### What is needed
Below is a set of records; restate each one word for word.

### Recorded information
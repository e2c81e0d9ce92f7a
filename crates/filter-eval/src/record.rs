use crate::error::EvalError;
use chrono::{DateTime, Utc};
use filter_model::Value;
use serde_json::Value as Json;
use std::collections::HashMap;

/// An in-memory set of named values that filters are evaluated against.
#[derive(Debug, Clone, Default, PartialEq)]
pub struct Record {
    fields: HashMap<String, Value>,
}

impl Record {
    pub fn new() -> Self {
        Self::default()
    }

    pub fn with(mut self, name: &str, value: impl Into<Value>) -> Self {
        self.insert(name, value);
        self
    }

    pub fn insert(&mut self, name: &str, value: impl Into<Value>) {
        self.fields.insert(name.to_string(), value.into());
    }

    pub fn get(&self, name: &str) -> Option<&Value> {
        self.fields.get(name)
    }

    /// Resolves a `/`-separated path. The first segment names a field, later
    /// segments descend into object values.
    pub fn resolve_path(&self, path: &str) -> Option<Value> {
        let mut segments = path.split('/').filter(|s| !s.is_empty());
        let first = self.get(segments.next()?)?;

        let mut current = match first {
            Value::Object(json) => json,
            other => {
                return if segments.next().is_none() {
                    Some(other.clone())
                } else {
                    None
                };
            }
        };
        for segment in segments {
            current = current.get(segment)?;
        }
        Some(json_to_value(current))
    }

    pub fn len(&self) -> usize {
        self.fields.len()
    }

    pub fn is_empty(&self) -> bool {
        self.fields.is_empty()
    }
}

/// Plain JSON to a literal. RFC 3339 strings become dates.
pub fn json_to_value(json: &Json) -> Value {
    match json {
        Json::Null => Value::Null,
        Json::Bool(b) => Value::Boolean(*b),
        Json::Number(n) => match n.as_i64() {
            Some(i) => Value::Long(i),
            None => n.as_f64().map(Value::Double).unwrap_or(Value::Null),
        },
        Json::String(s) => match DateTime::parse_from_rfc3339(s) {
            Ok(date) => Value::Date(date.with_timezone(&Utc)),
            Err(_) => Value::String(s.clone()),
        },
        other => Value::Object(other.clone()),
    }
}

impl TryFrom<Json> for Record {
    type Error = EvalError;

    fn try_from(json: Json) -> Result<Self, Self::Error> {
        match json {
            Json::Object(map) => Ok(Self {
                fields: map
                    .iter()
                    .map(|(k, v)| (k.clone(), json_to_value(v)))
                    .collect(),
            }),
            other => Err(EvalError::InvalidRecord(other.to_string())),
        }
    }
}

#[cfg(test)]
mod tests {
    use super::*;
    use serde_json::json;

    #[test]
    fn test_from_json() {
        let record = Record::try_from(json!({
            "title": "FOO",
            "size": 3,
            "ratio": 0.5,
            "created": "2024-01-01T00:00:00Z",
            "meta": {"owner": {"name": "ann"}}
        }))
        .unwrap();
        assert_eq!(record.get("title"), Some(&Value::from("FOO")));
        assert_eq!(record.get("size"), Some(&Value::Long(3)));
        assert_eq!(record.get("ratio"), Some(&Value::Double(0.5)));
        assert!(matches!(record.get("created"), Some(Value::Date(_))));
        assert!(Record::try_from(json!([1, 2])).is_err());
    }

    #[test]
    fn test_resolve_path() {
        let record = Record::try_from(json!({
            "title": "FOO",
            "meta": {"owner": {"name": "ann"}}
        }))
        .unwrap();
        assert_eq!(record.resolve_path("/title"), Some(Value::from("FOO")));
        assert_eq!(
            record.resolve_path("/meta/owner/name"),
            Some(Value::from("ann"))
        );
        assert_eq!(record.resolve_path("/meta/missing"), None);
        assert_eq!(record.resolve_path("/title/deeper"), None);
    }
}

### Solution for this exercise
repository e2c81e0d9ce92f7a
filename crates/filter-eval/src/record.rs
use crate::error::EvalError;
use chrono::{DateTime, Utc};
use filter_model::Value;
use serde_json::Value as Json;
use std::collections::HashMap;

/// An in-memory set of named values that filters are evaluated against.
#[derive(Debug, Clone, Default, PartialEq)]
pub struct Record {
    fields: HashMap<String, Value>,
}

impl Record {
    pub fn new() -> Self {
        Self::default()
    }

    pub fn with(mut self, name: &str, value: impl Into<Value>) -> Self {
        self.insert(name, value);
        self
    }

    pub fn insert(&mut self, name: &str, value: impl Into<Value>) {
        self.fields.insert(name.to_string(), value.into());
    }

    pub fn get(&self, name: &str) -> Option<&Value> {
        self.fields.get(name)
    }

    /// Resolves a `/`-separated path. The first segment names a field, later
    /// segments descend into object values.
    pub fn resolve_path(&self, path: &str) -> Option<Value> {
        let mut segments = path.split('/').filter(|s| !s.is_empty());
        let first = self.get(segments.next()?)?;

        let mut current = match first {
            Value::Object(json) => json,
            other => {
                return if segments.next().is_none() {
                    Some(other.clone())
                } else {
                    None
                };
            }
        };
        for segment in segments {
            current = current.get(segment)?;
        }
        Some(json_to_value(current))
    }

    pub fn len(&self) -> usize {
        self.fields.len()
    }

    pub fn is_empty(&self) -> bool {
        self.fields.is_empty()
    }
}

/// Plain JSON to a literal. RFC 3339 strings become dates.
pub fn json_to_value(json: &Json) -> Value {
    match json {
        Json::Null => Value::Null,
        Json::Bool(b) => Value::Boolean(*b),
        Json::Number(n) => match n.as_i64() {
            Some(i) => Value::Long(i),
            None => n.as_f64().map(Value::Double).unwrap_or(Value::Null),
        },
        Json::String(s) => match DateTime::parse_from_rfc3339(s) {
            Ok(date) => Value::Date(date.with_timezone(&Utc)),
            Err(_) => Value::String(s.clone()),
        },
        other => Value::Object(other.clone()),
    }
}

impl TryFrom<Json> for Record {
    type Error = EvalError;

    fn try_from(json: Json) -> Result<Self, Self::Error> {
        match json {
            Json::Object(map) => Ok(Self {
                fields: map
                    .iter()
                    .map(|(k, v)| (k.clone(), json_to_value(v)))
                    .collect(),
            }),
            other => Err(EvalError::InvalidRecord(other.to_string())),
        }
    }
}

#[cfg(test)]
mod tests {
    use super::*;
    use serde_json::json;

    #[test]
    fn test_from_json() {
        let record = Record::try_from(json!({
            "title": "FOO",
            "size": 3,
            "ratio": 0.5,
            "created": "2024-01-01T00:00:00Z",
            "meta": {"owner": {"name": "ann"}}
        }))
        .unwrap();
        assert_eq!(record.get("title"), Some(&Value::from("FOO")));
        assert_eq!(record.get("size"), Some(&Value::Long(3)));
        assert_eq!(record.get("ratio"), Some(&Value::Double(0.5)));
        assert!(matches!(record.get("created"), Some(Value::Date(_))));
        assert!(Record::try_from(json!([1, 2])).is_err());
    }

    #[test]
    fn test_resolve_path() {
        let record = Record::try_from(json!({
            "title": "FOO",
            "meta": {"owner": {"name": "ann"}}
        }))
        .unwrap();
        assert_eq!(record.resolve_path("/title"), Some(Value::from("FOO")));
        assert_eq!(
            record.resolve_path("/meta/owner/name"),
            Some(Value::from("ann"))
        );
        assert_eq!(record.resolve_path("/meta/missing"), None);
        assert_eq!(record.resolve_path("/title/deeper"), None);
    }
}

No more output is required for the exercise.